If these look different to you perhaps you're not looking at the same thing I am. The Chilean picture spans about 3 hours of Right Ascension while the other spans only 1. For example, in the Chilean one the dark blotch just to the right of center is called "the coal sack", while in the Australian picture you can see only a part of "the coal sack".
I was right in the middle of modifying my post when you wrote that, but you're right. The Southern Cross can be seen from both South America and Australia.
However, it is my contention that The Southern Cross (also known as the Southern Crux) is really just one of the constellations on the outer edge of the Northern gear which rotates over South America, Africa and Australia.
The Southern Cross can be seen from latitudes as high as Hawaii, which means that the crux cannot be as close to the southern celestial center as your star maps indicate. Hawaii is facing in an entirely different northern direction in the RE model.

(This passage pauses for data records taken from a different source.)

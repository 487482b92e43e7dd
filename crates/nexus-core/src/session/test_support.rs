//! Test doubles shared by the session tests: a scripted provider and
//! in-memory repositories.

use std::collections::{HashMap, VecDeque};
use std::sync::{Arc, Mutex};

use chrono::Utc;

use nexus_types::bot::{Bot, BotId, Team, TeamId};
use nexus_types::error::RepositoryError;
use nexus_types::llm::{
    CompletionRequest, CompletionResponse, LlmError, ProviderCapabilities, StopReason, Usage,
};
use nexus_types::session::{SessionId, TeamSession};

use crate::llm::box_provider::BoxLlmProvider;
use crate::llm::provider::LlmProvider;
use crate::repository::roster::RosterRepository;
use crate::repository::session::SessionRepository;

pub type CallLog = Arc<Mutex<Vec<CompletionRequest>>>;

pub const MOCK_OUTPUT_CAP: u32 = 4096;

pub enum MockReply {
    Text(String),
    /// Text cut off at the token limit.
    Truncated(String),
    Fail(LlmError),
    Hang,
}

/// Replies from a script, in order; answers `"ok"` once the script runs out.
pub struct MockProvider {
    script: Mutex<VecDeque<MockReply>>,
    calls: CallLog,
    capabilities: ProviderCapabilities,
}

impl MockProvider {
    pub fn scripted(replies: Vec<MockReply>) -> (BoxLlmProvider, CallLog) {
        let calls: CallLog = Arc::new(Mutex::new(Vec::new()));
        let provider = Self {
            script: Mutex::new(replies.into()),
            calls: calls.clone(),
            capabilities: ProviderCapabilities {
                max_output_tokens: MOCK_OUTPUT_CAP,
            },
        };
        (BoxLlmProvider::new(provider), calls)
    }
}

impl LlmProvider for MockProvider {
    fn name(&self) -> &str {
        "mock"
    }

    fn capabilities(&self) -> &ProviderCapabilities {
        &self.capabilities
    }

    async fn complete(&self, request: &CompletionRequest) -> Result<CompletionResponse, LlmError> {
        self.calls.lock().unwrap().push(request.clone());
        let reply = self.script.lock().unwrap().pop_front();
        let (content, stop_reason) = match reply {
            Some(MockReply::Text(text)) => (text, StopReason::EndTurn),
            Some(MockReply::Truncated(text)) => (text, StopReason::MaxTokens),
            Some(MockReply::Fail(e)) => return Err(e),
            Some(MockReply::Hang) => std::future::pending().await,
            None => ("ok".to_string(), StopReason::EndTurn),
        };
        Ok(CompletionResponse {
            id: "mock-1".to_string(),
            content,
            model: request.model.clone(),
            stop_reason,
            usage: Usage::default(),
        })
    }
}

pub fn sample_bot(name: &str) -> Bot {
    let now = Utc::now();
    Bot {
        id: BotId::new(),
        user_id: "user-1".to_string(),
        name: name.to_string(),
        description: None,
        model: format!("vendor/{}", name.to_lowercase()),
        system_prompt: Some(format!("You are {name}.")),
        temperature: 0.5,
        max_tokens: 800,
        role: None,
        created_at: now,
        updated_at: now,
    }
}

pub fn sample_team(user_id: &str) -> Team {
    let now = Utc::now();
    Team {
        id: TeamId::new(),
        user_id: user_id.to_string(),
        name: "Launch crew".to_string(),
        description: None,
        created_at: now,
        updated_at: now,
    }
}

#[derive(Clone, Default)]
pub struct InMemorySessionRepository {
    sessions: Arc<Mutex<HashMap<SessionId, TeamSession>>>,
}

impl InMemorySessionRepository {
    /// Bump the stored version behind the service's back.
    pub fn touch(&self, id: &SessionId) {
        if let Some(session) = self.sessions.lock().unwrap().get_mut(id) {
            session.version += 1;
        }
    }
}

impl SessionRepository for InMemorySessionRepository {
    async fn create(&self, session: &TeamSession) -> Result<TeamSession, RepositoryError> {
        let mut sessions = self.sessions.lock().unwrap();
        if sessions.contains_key(&session.id) {
            return Err(RepositoryError::Conflict(session.id.to_string()));
        }
        sessions.insert(session.id.clone(), session.clone());
        Ok(session.clone())
    }

    async fn get(&self, id: &SessionId) -> Result<Option<TeamSession>, RepositoryError> {
        Ok(self.sessions.lock().unwrap().get(id).cloned())
    }

    async fn save(
        &self,
        session: &TeamSession,
        expected_version: i64,
    ) -> Result<TeamSession, RepositoryError> {
        let mut sessions = self.sessions.lock().unwrap();
        let stored = sessions.get_mut(&session.id).ok_or(RepositoryError::NotFound)?;
        if stored.version != expected_version {
            return Err(RepositoryError::Conflict(format!(
                "session {} is at version {}, expected {expected_version}",
                session.id, stored.version
            )));
        }
        let mut updated = session.clone();
        updated.version = expected_version + 1;
        *stored = updated.clone();
        Ok(updated)
    }

    async fn list_by_team(&self, team_id: &TeamId) -> Result<Vec<TeamSession>, RepositoryError> {
        let mut sessions: Vec<TeamSession> = self
            .sessions
            .lock()
            .unwrap()
            .values()
            .filter(|s| &s.team_id == team_id)
            .cloned()
            .collect();
        sessions.sort_by(|a, b| b.created_at.cmp(&a.created_at));
        Ok(sessions)
    }

    async fn delete(&self, id: &SessionId) -> Result<(), RepositoryError> {
        match self.sessions.lock().unwrap().remove(id) {
            Some(_) => Ok(()),
            None => Err(RepositoryError::NotFound),
        }
    }
}

#[derive(Clone, Default)]
pub struct InMemoryRosterRepository {
    bots: Arc<Mutex<Vec<Bot>>>,
    teams: Arc<Mutex<Vec<Team>>>,
    members: Arc<Mutex<Vec<(TeamId, BotId)>>>,
}

impl RosterRepository for InMemoryRosterRepository {
    async fn create_bot(&self, bot: &Bot) -> Result<Bot, RepositoryError> {
        self.bots.lock().unwrap().push(bot.clone());
        Ok(bot.clone())
    }

    async fn get_bot(&self, id: &BotId) -> Result<Option<Bot>, RepositoryError> {
        Ok(self.bots.lock().unwrap().iter().find(|b| &b.id == id).cloned())
    }

    async fn list_bots(&self, user_id: &str) -> Result<Vec<Bot>, RepositoryError> {
        Ok(self
            .bots
            .lock()
            .unwrap()
            .iter()
            .filter(|b| b.user_id == user_id)
            .cloned()
            .collect())
    }

    async fn create_team(&self, team: &Team) -> Result<Team, RepositoryError> {
        self.teams.lock().unwrap().push(team.clone());
        Ok(team.clone())
    }

    async fn get_team(&self, id: &TeamId) -> Result<Option<Team>, RepositoryError> {
        Ok(self.teams.lock().unwrap().iter().find(|t| &t.id == id).cloned())
    }

    async fn add_team_member(&self, team_id: &TeamId, bot_id: &BotId) -> Result<(), RepositoryError> {
        let mut members = self.members.lock().unwrap();
        if members.iter().any(|(t, b)| t == team_id && b == bot_id) {
            return Err(RepositoryError::Conflict(format!("{bot_id} already in {team_id}")));
        }
        members.push((team_id.clone(), bot_id.clone()));
        Ok(())
    }

    async fn remove_team_member(&self, team_id: &TeamId, bot_id: &BotId) -> Result<(), RepositoryError> {
        let mut members = self.members.lock().unwrap();
        let before = members.len();
        members.retain(|(t, b)| !(t == team_id && b == bot_id));
        if members.len() == before {
            return Err(RepositoryError::NotFound);
        }
        Ok(())
    }

    async fn get_team_bots(&self, team_id: &TeamId) -> Result<Vec<Bot>, RepositoryError> {
        let members = self.members.lock().unwrap();
        let bots = self.bots.lock().unwrap();
        Ok(members
            .iter()
            .filter(|(t, _)| t == team_id)
            .filter_map(|(_, b)| bots.iter().find(|bot| &bot.id == b).cloned())
            .collect())
    }
}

Here's the Southern Cross as seen from the Hawaiian island Mauna Loa: http://antwrp.gsfc.nasa.gov/apod/ap020425.html
quite glad this thread above most others is maintaining civility
as far as the southern cross being on a gear, it rotates about a point only a few degrees from it's center, while the center of rotation in the gear model is thousands of miles away, over the north pole, in fact as illustrated in any simply reproducible long exposure night shot of the southern sky, it ALL rotates about the apparent south pole.
and yes, indeed the crux is visible from points in the northern hemisphere, but not all year round, as the planet appears to rotate on a tilted axis. also, the real center of the southern sky is between the pointers and the crux, it's not the crux itself.
to your other post, i claimed no detailed astronomy, simply gazing out the window of the plane, listening to my walkman to pass the time, as hundreds of travelers do each day. i always try to spot the southern cross in the night sky, reminds me of home when i'm abroad.